Giro di vite nello Stato di New York per i possessori di armi

di Vincenzo Pascale (da NY City)

Andrew Cuomo, con una spettacolare mossa politica, anticipando le decisioni che stanno per essere varate dal Congresso a Washington, ha promulgato per lo Stato di New York la più dura legge sul controllo delle armi da fuoco automatiche. La decisione votata dall’Assemblea parlamentare dello Stato di New York giunge dopo il massacro dello scorso mese nella cittadina di Newtown in Connecticut. La legge nelle intenzioni del Governaore Cuomo, potrebbe servire come modello per tutti gli Stati dell’Unione. Alle proteste di alcuni politici repubblicani sostenuti dalla lobby delle armi da fuoco, il Governatore Cuomo ha risposto: “È possibile superare la resistenza degli estremisti con intelligenza, ragione e senso comune”.
La legge prevede che i possessori di fucili automatici del tipo Bushmaster, usato per la strage di Newton, hanno un anno a disposizione per registrare il possesso di tale arma presso la locale stazione di polizia di residenza. La vendita al pubblico di tale arma da fuoco è stata proibita.

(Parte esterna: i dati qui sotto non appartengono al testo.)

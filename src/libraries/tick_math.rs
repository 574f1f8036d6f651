//! Conversions between ticks and Q64.64 square-root prices.
//!
//! Price at tick `i` is `1.0001^i`, so the sqrt price is `1.0001^(i/2)`.
//! The forward conversion multiplies precomputed `1/sqrt(1.0001)^(2^k)`
//! factors for every set bit of `|tick|`; the inverse takes a fixed-point
//! binary logarithm and corrects the last unit with one forward evaluation.

use crate::{
    constants::{SQRT_PRICE_X64_MAX, SQRT_PRICE_X64_MIN, TICK_MAX, TICK_MIN},
    error::ClmmError,
};

/// `1/sqrt(1.0001)^(2^k)` in Q64.64 for k = 1..=18.
const TICK_BIT_FACTORS: [u128; 18] = [
    0xfff97272373d4000,
    0xfff2e50f5f657000,
    0xffe5caca7e10f000,
    0xffcb9843d60f7000,
    0xff973b41fa98e800,
    0xff2ea16466c9b000,
    0xfe5dee046a9a3800,
    0xfcbe86c7900bb000,
    0xf987a7253ac65800,
    0xf3392b0822bb6000,
    0xe7159475a2caf000,
    0xd097f3bdfd2f2000,
    0xa9f746462d9f8000,
    0x70d869a156f31c00,
    0x31be135f97ed3200,
    0x9aa508b5b85a500,
    0x5d6af8dedc582c,
    0x2216e584f5fa,
];

/// `1/sqrt(1.0001)` in Q64.64, applied for odd ticks.
const TICK_BIT_0_FACTOR: u128 = 0xfffcb933bd6fb800;

/// `log_sqrt(1.0001)(2)` in Q32.32 scaled so the product is Q64.64.
const LOG_B_2_X32: i128 = 59543866431248;
/// Error bounds of the logarithm approximation, Q64.64.
const LOG_B_P_ERR_MARGIN_LOWER_X64: i128 = 184467440737095516;
const LOG_B_P_ERR_MARGIN_UPPER_X64: i128 = 15793534762490258745;
/// Fractional bits computed by the logarithm loop.
const BIT_PRECISION: u32 = 16;

/// Returns the sqrt price as a Q64.64 number for the given tick.
pub fn get_sqrt_price_at_tick(tick: i32) -> Result<u128, ClmmError> {
    let abs_tick = tick.unsigned_abs();
    if abs_tick > TICK_MAX as u32 {
        return Err(if tick < 0 {
            ClmmError::TickLowerOverflow
        } else {
            ClmmError::TickUpperOverflow
        });
    }

    let mut ratio: u128 = if abs_tick & 0x1 != 0 {
        TICK_BIT_0_FACTOR
    } else {
        1u128 << 64
    };
    for (i, factor) in TICK_BIT_FACTORS.iter().enumerate() {
        if abs_tick & (1u32 << (i + 1)) != 0 {
            ratio = (ratio * factor) >> 64;
        }
    }

    // factors are for negative ticks; invert for positive ones
    if tick > 0 {
        ratio = u128::MAX / ratio;
    }

    Ok(ratio)
}

/// Returns the greatest tick whose sqrt price is lesser than or equal to
/// `sqrt_price_x64`.
pub fn get_tick_at_sqrt_price(sqrt_price_x64: u128) -> Result<i32, ClmmError> {
    if !(SQRT_PRICE_X64_MIN..SQRT_PRICE_X64_MAX).contains(&sqrt_price_x64) {
        return Err(ClmmError::SqrtPriceX64);
    }

    // integer part of log2
    let msb: u32 = 127 - sqrt_price_x64.leading_zeros();
    let log2p_integer_x32 = (msb as i128 - 64) << 32;

    // normalize into [2^63, 2^64) and square repeatedly for the fraction bits
    let mut r = if msb >= 64 {
        sqrt_price_x64 >> (msb - 63)
    } else {
        sqrt_price_x64 << (63 - msb)
    };
    let mut log2p_fraction_x64: i128 = 0;
    let mut bit: i128 = 0x8000_0000_0000_0000;
    for _ in 0..BIT_PRECISION {
        r *= r;
        let is_r_more_than_two = (r >> 127) as u32;
        r >>= 63 + is_r_more_than_two;
        log2p_fraction_x64 += bit * is_r_more_than_two as i128;
        bit >>= 1;
    }
    let log2p_x32 = log2p_integer_x32 + (log2p_fraction_x64 >> 32);

    let log_sqrt_10001_x64 = log2p_x32 * LOG_B_2_X32;
    let tick_low = ((log_sqrt_10001_x64 - LOG_B_P_ERR_MARGIN_LOWER_X64) >> 64) as i32;
    let tick_high = ((log_sqrt_10001_x64 + LOG_B_P_ERR_MARGIN_UPPER_X64) >> 64) as i32;

    Ok(if tick_low == tick_high {
        tick_low
    } else if get_sqrt_price_at_tick(tick_high)? <= sqrt_price_x64 {
        tick_high
    } else {
        tick_low
    })
}

/// Validates a position boundary tick against the range and the pool spacing.
pub fn check_tick_index(tick: i32, tick_spacing: u16) -> Result<(), ClmmError> {
    if tick < TICK_MIN {
        return Err(ClmmError::TickLowerOverflow);
    }
    if tick > TICK_MAX {
        return Err(ClmmError::TickUpperOverflow);
    }
    if tick_spacing == 0 {
        return Err(ClmmError::TickSpacingZero);
    }
    if tick % tick_spacing as i32 != 0 {
        return Err(ClmmError::InvalidTickIndex);
    }
    Ok(())
}

/// Validates an ordered pair of position boundaries.
pub fn check_ticks_order(tick_lower: i32, tick_upper: i32) -> Result<(), ClmmError> {
    if tick_lower >= tick_upper {
        return Err(ClmmError::InvalidTickIndexOrder);
    }
    Ok(())
}
/*
MIT License

Copyright (c) 2024 Davinci

Permission is hereby granted, free of charge, to any person obtaining a copy
of this software and associated documentation files (the "Software"), to deal
in the Software without restriction, including without limitation the rights
to use, copy, modify, merge, publish, distribute, sublicense, and/or sell
copies of the Software, and to permit persons to whom the Software is
furnished to do so, subject to the following conditions:

The above copyright notice and this permission notice shall be included in all
copies or substantial portions of the Software.

THE SOFTWARE IS PROVIDED "AS IS", WITHOUT WARRANTY OF ANY KIND, EXPRESS OR
IMPLIED, INCLUDING BUT NOT LIMITED TO THE WARRANTIES OF MERCHANTABILITY,
FITNESS FOR A PARTICULAR PURPOSE AND NONINFRINGEMENT. IN NO EVENT SHALL THE
AUTHORS OR COPYRIGHT HOLDERS BE LIABLE FOR ANY CLAIM, DAMAGES OR OTHER
LIABILITY, WHETHER IN AN ACTION OF CONTRACT, TORT OR OTHERWISE, ARISING FROM,
OUT OF OR IN CONNECTION WITH THE SOFTWARE OR THE USE OR OTHER DEALINGS IN THE
SOFTWARE.
*/

//! # Test Environment Setup Utilities
//!
//! Program test creation and transaction helpers.

use clmm::process_instruction;
use solana_program::{instruction::Instruction, system_instruction};
use solana_program_test::{processor, BanksClientError, ProgramTest, ProgramTestContext};
use solana_sdk::{
    signature::{Keypair, Signer},
    transaction::Transaction,
};
use std::env;

use crate::common::{constants, TestResult, PROGRAM_ID};

/// Create a basic program test environment
///
/// Registers the program with its native processor.
pub fn create_program_test() -> ProgramTest {
    let mut program_test = ProgramTest::new("clmm", PROGRAM_ID, processor!(process_instruction));
    program_test.set_compute_max_units(1_400_000);
    program_test
}

/// Start a test context with minimal logging
pub async fn start_test_context() -> ProgramTestContext {
    env::set_var(
        "RUST_LOG",
        "error,solana_runtime::message_processor::stable_log=error",
    );
    let _ = env_logger::try_init();
    create_program_test().start_with_context().await
}

/// Start a test context with program logs enabled
#[allow(dead_code)]
pub async fn start_test_context_with_debug() -> ProgramTestContext {
    env::set_var(
        "RUST_LOG",
        "debug,solana_runtime::message_processor::stable_log=debug",
    );
    let _ = env_logger::try_init();
    create_program_test().start_with_context().await
}

/// Signs `instructions` with the context payer plus `signers` and processes them.
pub async fn send_transaction(
    context: &mut ProgramTestContext,
    instructions: &[Instruction],
    signers: &[&Keypair],
) -> TestResult {
    let blockhash = context.banks_client.get_latest_blockhash().await?;
    let mut all_signers: Vec<&Keypair> = vec![&context.payer];
    all_signers.extend(signers.iter().copied());
    let transaction = Transaction::new_signed_with_payer(
        instructions,
        Some(&context.payer.pubkey()),
        &all_signers,
        blockhash,
    );
    context.banks_client.process_transaction(transaction).await
}

/// Creates a keypair funded with SOL for rent and signing.
pub async fn create_funded_keypair(
    context: &mut ProgramTestContext,
) -> Result<Keypair, BanksClientError> {
    let keypair = Keypair::new();
    let transfer = system_instruction::transfer(
        &context.payer.pubkey(),
        &keypair.pubkey(),
        constants::DEFAULT_SOL_AIRDROP,
    );
    send_transaction(context, &[transfer], &[]).await?;
    Ok(keypair)
}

In aggiunta alla proibizione di vendere a civili armi da guerra, è stata promulgata la legge che restringe la vendita dei caricatori al massimo con sette proiettili rispetto ai dieci consentiti dall’attuale legge. Inoltre, per ogni caricatore di proiettili acquistato, la legge prevede uno screening giudiziario per l’acquirente.
Inoltre è stato imposto ai medici, agli psichiatri ed assistenti sociali di riportare subito alle autorità competenti la notizia di eventuali usi di arma da fuoco ricevute da un loro cliente. In tal caso l’arma in possesso del paziente verrebbe sequestrata dalla polizia.
Richard Aborn, presidente dell’Associazione Citizens Crime Commission di New York City, si è dichiarato soddisfatto della decisione presa dal Governatore Cuomo, aggiungendo che la violenza da arma da fuoco è un tema molto complesso e richiede una ampia soluzione legislativa, non semplicemente la restrizione della vendita. La legge promulgata dallo Stato di New York – ha continuato Aborn – è un importante messaggio a tutta la Nazione.
Dall’altro lato della barricata la National Rifle Association, l’associazione dei possessori di armi da fuoco, ha ribadito che già nel passato queste norme restrittive sono fallite e lo stesso accadrà adesso. Queste misure non hanno impatto sulla sicurezza e sul controllo delle armi automatiche. Mentre i controlli sullo stato mentale dei possessori di armi da fuoco sono utili e necessari. Una restrizione delle vendite viola il diritto al possesso sancito dalla Costituzione americana. Ora si aspetta la legge che il Presidente Obama presenterà al Congresso. Intanto il cammino è tracciato. L’America dopo l’ennesima strage degli innocenti ha legiferato su un tema fino ad un mese considerato campo minato da ogni politico. Pena la sua stessa rielezione.